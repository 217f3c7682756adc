//! Cycle orchestrator: sequences market fetch, decision, and simulated
//! execution into one atomic trading cycle.
//!
//! State machine per cycle:
//! STARTED -> MARKET_FETCHED -> DECIDED -> EXECUTED -> DONE, with ERROR
//! absorbing from any state. Whatever stage fails, the returned
//! `CycleResult` is structurally valid; only the market fetch can push the
//! whole cycle into ERROR, later stages are total.

use chrono::Utc;
use std::collections::HashMap;
use std::sync::Arc;
use std::sync::atomic::{ AtomicU64, Ordering };

use crate::decision::DecisionEngine;
use crate::errors::BotResult;
use crate::execution::ExecutionAgent;
use crate::indicators;
use crate::logger::{ self, LogTag };
use crate::market_data::MarketDataSource;
use crate::types::{
    CycleLogs,
    CycleResult,
    Decision,
    ExecutionResult,
    ExecutionStatus,
    MarketSnapshot,
    TradeAction,
};

pub struct TradingEngine {
    market: Arc<dyn MarketDataSource>,
    decision: DecisionEngine,
    execution: ExecutionAgent,
    interval: String,
    klines_limit: u32,
    // Only state shared across concurrent cycle invocations.
    cycle_counter: AtomicU64,
}

impl TradingEngine {
    pub fn new(
        market: Arc<dyn MarketDataSource>,
        decision: DecisionEngine,
        execution: ExecutionAgent,
        interval: String,
        klines_limit: u32
    ) -> Self {
        Self {
            market,
            decision,
            execution,
            interval,
            klines_limit,
            cycle_counter: AtomicU64::new(0),
        }
    }

    /// Fetch the current price and candle history and derive the indicator
    /// snapshot. Shared by the cycle pipeline and the market API route.
    pub async fn market_snapshot(&self, symbol: &str) -> BotResult<MarketSnapshot> {
        let price = self.market.current_price(symbol).await?;
        let candles = self.market.recent_candles(
            symbol,
            &self.interval,
            self.klines_limit
        ).await?;

        let indicators = indicators::extract_features(&candles);

        Ok(MarketSnapshot {
            symbol: symbol.to_string(),
            price,
            indicators,
            source: "binance".to_string(),
        })
    }

    /// Run one trading cycle. Never fails: any stage failure is absorbed
    /// into the result's own status and reason fields.
    pub async fn run_cycle(&self, symbol: &str) -> CycleResult {
        let cycle_id = self.cycle_counter.fetch_add(1, Ordering::SeqCst) + 1;
        let timestamp = Utc::now();
        let mut logs = CycleLogs::default();

        logger::info(LogTag::Engine, &format!("Cycle {}: fetching market data", cycle_id));
        let snapshot = match self.market_snapshot(symbol).await {
            Ok(snapshot) => snapshot,
            Err(e) => {
                let message = format!("Cycle {} failed during market fetch: {}", cycle_id, e);
                // Transient transport failures are expected to clear on the
                // next cycle; anything else is worth an error line.
                if e.is_recoverable() {
                    logger::warning(LogTag::Engine, &message);
                } else {
                    logger::error(LogTag::Engine, &message);
                }
                return Self::error_result(cycle_id, symbol, &e.to_string());
            }
        };
        logs.market_agent = format!(
            "Received live price and calculated indicators for {}",
            symbol
        );

        logger::info(LogTag::Engine, &format!("Cycle {}: running decision engine", cycle_id));
        let decision = self.decision.decide(&snapshot.indicators);
        logs.decision_agent = format!(
            "Model predicted {} with {:.2} confidence",
            decision.action,
            decision.confidence
        );

        logger::info(LogTag::Engine, &format!("Cycle {}: simulating execution", cycle_id));
        let execution = self.execution.execute(&decision, &snapshot);
        logs.execution_agent = if execution.executed {
            "Trade executed successfully".to_string()
        } else if execution.status == ExecutionStatus::Skipped {
            "Trade skipped (HOLD action)".to_string()
        } else {
            format!("Trade {}", execution.status.as_str().to_lowercase())
        };

        logger::info(LogTag::Engine, &format!("Cycle {} completed", cycle_id));

        CycleResult {
            cycle_id,
            timestamp,
            market_data: snapshot,
            decision,
            execution,
            logs,
        }
    }

    /// The ERROR contract: a well-formed result with the failure embedded in
    /// its own fields.
    fn error_result(cycle_id: u64, symbol: &str, error_message: &str) -> CycleResult {
        let timestamp = Utc::now();
        CycleResult {
            cycle_id,
            timestamp,
            market_data: MarketSnapshot {
                symbol: symbol.to_string(),
                price: 0.0,
                indicators: HashMap::new(),
                source: "error".to_string(),
            },
            decision: Decision {
                action: TradeAction::Hold,
                confidence: 0.0,
                reason: format!("Error: {}", error_message),
            },
            execution: ExecutionResult {
                executed: false,
                execution_price: 0.0,
                order_id: format!("ERROR-{}", cycle_id),
                status: ExecutionStatus::Error,
                time: timestamp,
            },
            logs: CycleLogs {
                market_agent: format!("Error: {}", error_message),
                decision_agent: String::new(),
                execution_agent: String::new(),
            },
        }
    }
}

#[cfg(test)]
mod tests {
    use super::*;
    use async_trait::async_trait;
    use crate::classifier::ClassifierStore;
    use crate::database::TradeStore;
    use crate::errors::BotError;
    use crate::market_data::Candle;

    struct FixedMarket {
        price: f64,
        candles: Vec<Candle>,
    }

    #[async_trait]
    impl MarketDataSource for FixedMarket {
        async fn current_price(&self, _symbol: &str) -> BotResult<f64> {
            Ok(self.price)
        }

        async fn recent_candles(
            &self,
            _symbol: &str,
            _interval: &str,
            _limit: u32
        ) -> BotResult<Vec<Candle>> {
            Ok(self.candles.clone())
        }
    }

    struct FailingMarket;

    #[async_trait]
    impl MarketDataSource for FailingMarket {
        async fn current_price(&self, symbol: &str) -> BotResult<f64> {
            Err(BotError::Transport(format!("connection refused for {}", symbol)))
        }

        async fn recent_candles(
            &self,
            symbol: &str,
            _interval: &str,
            _limit: u32
        ) -> BotResult<Vec<Candle>> {
            Err(BotError::Transport(format!("connection refused for {}", symbol)))
        }
    }

    fn rising_candles(count: usize) -> Vec<Candle> {
        (0..count)
            .map(|i| {
                let close = 100.0 * (1.01f64).powi(i as i32);
                Candle {
                    open_time: (i as i64) * 60_000,
                    open: close,
                    high: close,
                    low: close,
                    close,
                    volume: 1_000_000.0,
                }
            })
            .collect()
    }

    fn build_engine(
        market: Arc<dyn MarketDataSource>,
        store: Arc<ClassifierStore>,
        trades: Arc<TradeStore>
    ) -> TradingEngine {
        TradingEngine::new(
            market,
            DecisionEngine::new(store),
            ExecutionAgent::new(trades, 0.6, 0.01),
            "1m".to_string(),
            100
        )
    }

    #[tokio::test]
    async fn cycle_ids_increase_from_one() {
        let market = Arc::new(FixedMarket { price: 100.0, candles: rising_candles(60) });
        let engine = build_engine(
            market,
            Arc::new(ClassifierStore::new(0.5)),
            Arc::new(TradeStore::open_in_memory().unwrap())
        );

        let first = engine.run_cycle("BTCUSDT").await;
        let second = engine.run_cycle("BTCUSDT").await;
        let third = engine.run_cycle("BTCUSDT").await;
        assert_eq!(first.cycle_id, 1);
        assert_eq!(second.cycle_id, 2);
        assert_eq!(third.cycle_id, 3);
    }

    #[tokio::test]
    async fn concurrent_cycles_never_share_an_id() {
        let market = Arc::new(FixedMarket { price: 100.0, candles: rising_candles(60) });
        let engine = Arc::new(
            build_engine(
                market,
                Arc::new(ClassifierStore::new(0.5)),
                Arc::new(TradeStore::open_in_memory().unwrap())
            )
        );

        let mut handles = Vec::new();
        for _ in 0..8 {
            let engine = engine.clone();
            handles.push(tokio::spawn(async move { engine.run_cycle("BTCUSDT").await.cycle_id }));
        }

        let mut ids = Vec::new();
        for handle in handles {
            ids.push(handle.await.unwrap());
        }
        ids.sort_unstable();
        assert_eq!(ids, vec![1, 2, 3, 4, 5, 6, 7, 8]);
    }

    #[tokio::test]
    async fn transport_failure_degrades_to_the_error_contract() {
        let engine = build_engine(
            Arc::new(FailingMarket),
            Arc::new(ClassifierStore::new(0.5)),
            Arc::new(TradeStore::open_in_memory().unwrap())
        );

        let result = engine.run_cycle("BTCUSDT").await;
        assert_eq!(result.execution.status, ExecutionStatus::Error);
        assert_eq!(result.decision.action, TradeAction::Hold);
        assert_eq!(result.decision.confidence, 0.0);
        assert_eq!(result.market_data.source, "error");
        assert_eq!(result.execution.order_id, "ERROR-1");
        assert!(result.logs.market_agent.contains("connection refused"));
        assert!(!result.execution.executed);
    }

    #[tokio::test]
    async fn untrained_store_holds_and_skips() {
        let market = Arc::new(FixedMarket { price: 100.0, candles: rising_candles(60) });
        let trades = Arc::new(TradeStore::open_in_memory().unwrap());
        let engine = build_engine(market, Arc::new(ClassifierStore::new(0.5)), trades.clone());

        let result = engine.run_cycle("BTCUSDT").await;
        assert_eq!(result.decision.action, TradeAction::Hold);
        assert_eq!(result.execution.status, ExecutionStatus::Skipped);
        assert_eq!(result.logs.execution_agent, "Trade skipped (HOLD action)");
        assert_eq!(trades.list_recent(10).unwrap().len(), 1);
    }

    #[tokio::test]
    async fn trained_store_completes_a_full_cycle() {
        let candles = rising_candles(100);
        let store = Arc::new(ClassifierStore::new(0.5));
        store.train(&candles).unwrap();

        let market = Arc::new(FixedMarket { price: 100.0, candles });
        let trades = Arc::new(TradeStore::open_in_memory().unwrap());
        let engine = build_engine(market, store, trades.clone());

        let result = engine.run_cycle("BTCUSDT").await;
        assert_ne!(result.execution.status, ExecutionStatus::Error);
        assert_eq!(result.market_data.source, "binance");
        assert!(!result.logs.market_agent.is_empty());
        assert!(!result.logs.decision_agent.is_empty());
        assert!(!result.logs.execution_agent.is_empty());
        assert_eq!(trades.list_recent(10).unwrap().len(), 1);
    }
}
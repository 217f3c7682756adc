pub mod arguments;
pub mod classifier; // Random-forest model store
pub mod config;
pub mod database; // Trade persistence (sqlite)
pub mod decision;
pub mod engine; // Cycle orchestrator
pub mod errors;
pub mod execution;
pub mod indicators;
pub mod labels; // Training label construction
pub mod logger;
pub mod market_data;
pub mod types;
pub mod web_server;
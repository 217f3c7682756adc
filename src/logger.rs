//! Structured console logging for the trading bot
//!
//! Provides tagged, leveled logging with:
//! - Standard levels (Error/Warning/Info/Debug)
//! - Per-module debug gating via --debug-<module> flags
//! - --quiet mode that suppresses everything below warnings
//!
//! Usage:
//! ```rust
//! use tradebot::logger::{self, LogTag};
//!
//! logger::info(LogTag::Engine, "Cycle 7 completed");
//! logger::debug(LogTag::Model, "Scaled features: ..."); // only with --debug-model
//! ```

use chrono::Utc;
use colored::*;
use std::io::{ self, Write };

use crate::arguments;

/// Module tags for log attribution and debug filtering
#[derive(Debug, Clone, Copy, PartialEq, Eq)]
pub enum LogTag {
    System,
    Config,
    Market,
    Model,
    Decision,
    Execution,
    Database,
    Engine,
    Web,
}

impl LogTag {
    /// Short label shown in the console output
    pub fn label(&self) -> &'static str {
        match self {
            LogTag::System => "SYSTEM",
            LogTag::Config => "CONFIG",
            LogTag::Market => "MARKET",
            LogTag::Model => "MODEL",
            LogTag::Decision => "DECISION",
            LogTag::Execution => "EXECUTION",
            LogTag::Database => "DATABASE",
            LogTag::Engine => "ENGINE",
            LogTag::Web => "WEB",
        }
    }

    /// Whether --debug-<module> is enabled for this tag
    fn debug_enabled(&self) -> bool {
        match self {
            LogTag::Market => arguments::is_debug_market_enabled(),
            LogTag::Model | LogTag::Decision => arguments::is_debug_model_enabled(),
            LogTag::Engine | LogTag::Execution => arguments::is_debug_engine_enabled(),
            LogTag::Database => arguments::is_debug_database_enabled(),
            _ => false,
        }
    }
}

/// Log levels ordered by severity (Error < Warning < Info < Debug)
#[derive(Debug, Clone, Copy, PartialEq, Eq, PartialOrd, Ord)]
pub enum LogLevel {
    Error = 0,
    Warning = 1,
    Info = 2,
    Debug = 3,
}

impl LogLevel {
    pub fn as_str(&self) -> &'static str {
        match self {
            LogLevel::Error => "ERROR",
            LogLevel::Warning => "WARNING",
            LogLevel::Info => "INFO",
            LogLevel::Debug => "DEBUG",
        }
    }
}

/// Initialize the logger system
///
/// Call once at startup before any logging occurs. Currently this only
/// validates argument access so poisoned-mutex fallbacks are exercised early.
pub fn init() {
    let _ = arguments::get_cmd_args();
}

/// Filtering rules:
/// 1. Errors are always shown
/// 2. --quiet suppresses Info and below
/// 3. Debug level requires the --debug-<module> flag for the tag
fn should_log(tag: LogTag, level: LogLevel) -> bool {
    if level == LogLevel::Error {
        return true;
    }
    if arguments::is_quiet_enabled() && level > LogLevel::Warning {
        return false;
    }
    if level == LogLevel::Debug {
        return tag.debug_enabled();
    }
    true
}

fn write_line(tag: LogTag, level: LogLevel, message: &str) {
    let timestamp = Utc::now().format("%H:%M:%S").to_string();
    let tag_label = match level {
        LogLevel::Error => tag.label().red().bold(),
        LogLevel::Warning => tag.label().yellow().bold(),
        LogLevel::Info => tag.label().cyan().bold(),
        LogLevel::Debug => tag.label().purple().bold(),
    };
    let body = match level {
        LogLevel::Error => message.red().to_string(),
        LogLevel::Warning => message.yellow().to_string(),
        LogLevel::Debug => message.dimmed().to_string(),
        LogLevel::Info => message.to_string(),
    };
    println!(
        "{} {} {} {}",
        format!("[{}]", timestamp).dimmed(),
        level.as_str().bold(),
        tag_label,
        body
    );
    let _ = io::stdout().flush();
}

/// Log at ERROR level (always shown)
pub fn error(tag: LogTag, message: &str) {
    if should_log(tag, LogLevel::Error) {
        write_line(tag, LogLevel::Error, message);
    }
}

/// Log at WARNING level (shown unless explicitly disabled)
pub fn warning(tag: LogTag, message: &str) {
    if should_log(tag, LogLevel::Warning) {
        write_line(tag, LogLevel::Warning, message);
    }
}

/// Log at INFO level (standard operational messages)
pub fn info(tag: LogTag, message: &str) {
    if should_log(tag, LogLevel::Info) {
        write_line(tag, LogLevel::Info, message);
    }
}

/// Log at DEBUG level (gated by --debug-<module>)
pub fn debug(tag: LogTag, message: &str) {
    if should_log(tag, LogLevel::Debug) {
        write_line(tag, LogLevel::Debug, message);
    }
}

--*--

"into" is the word to look for; copy every line of the data that has it.

//! execution into one atomic trading cycle.
//! whole cycle into ERROR, later stages are total.
    /// into the result's own status and reason fields.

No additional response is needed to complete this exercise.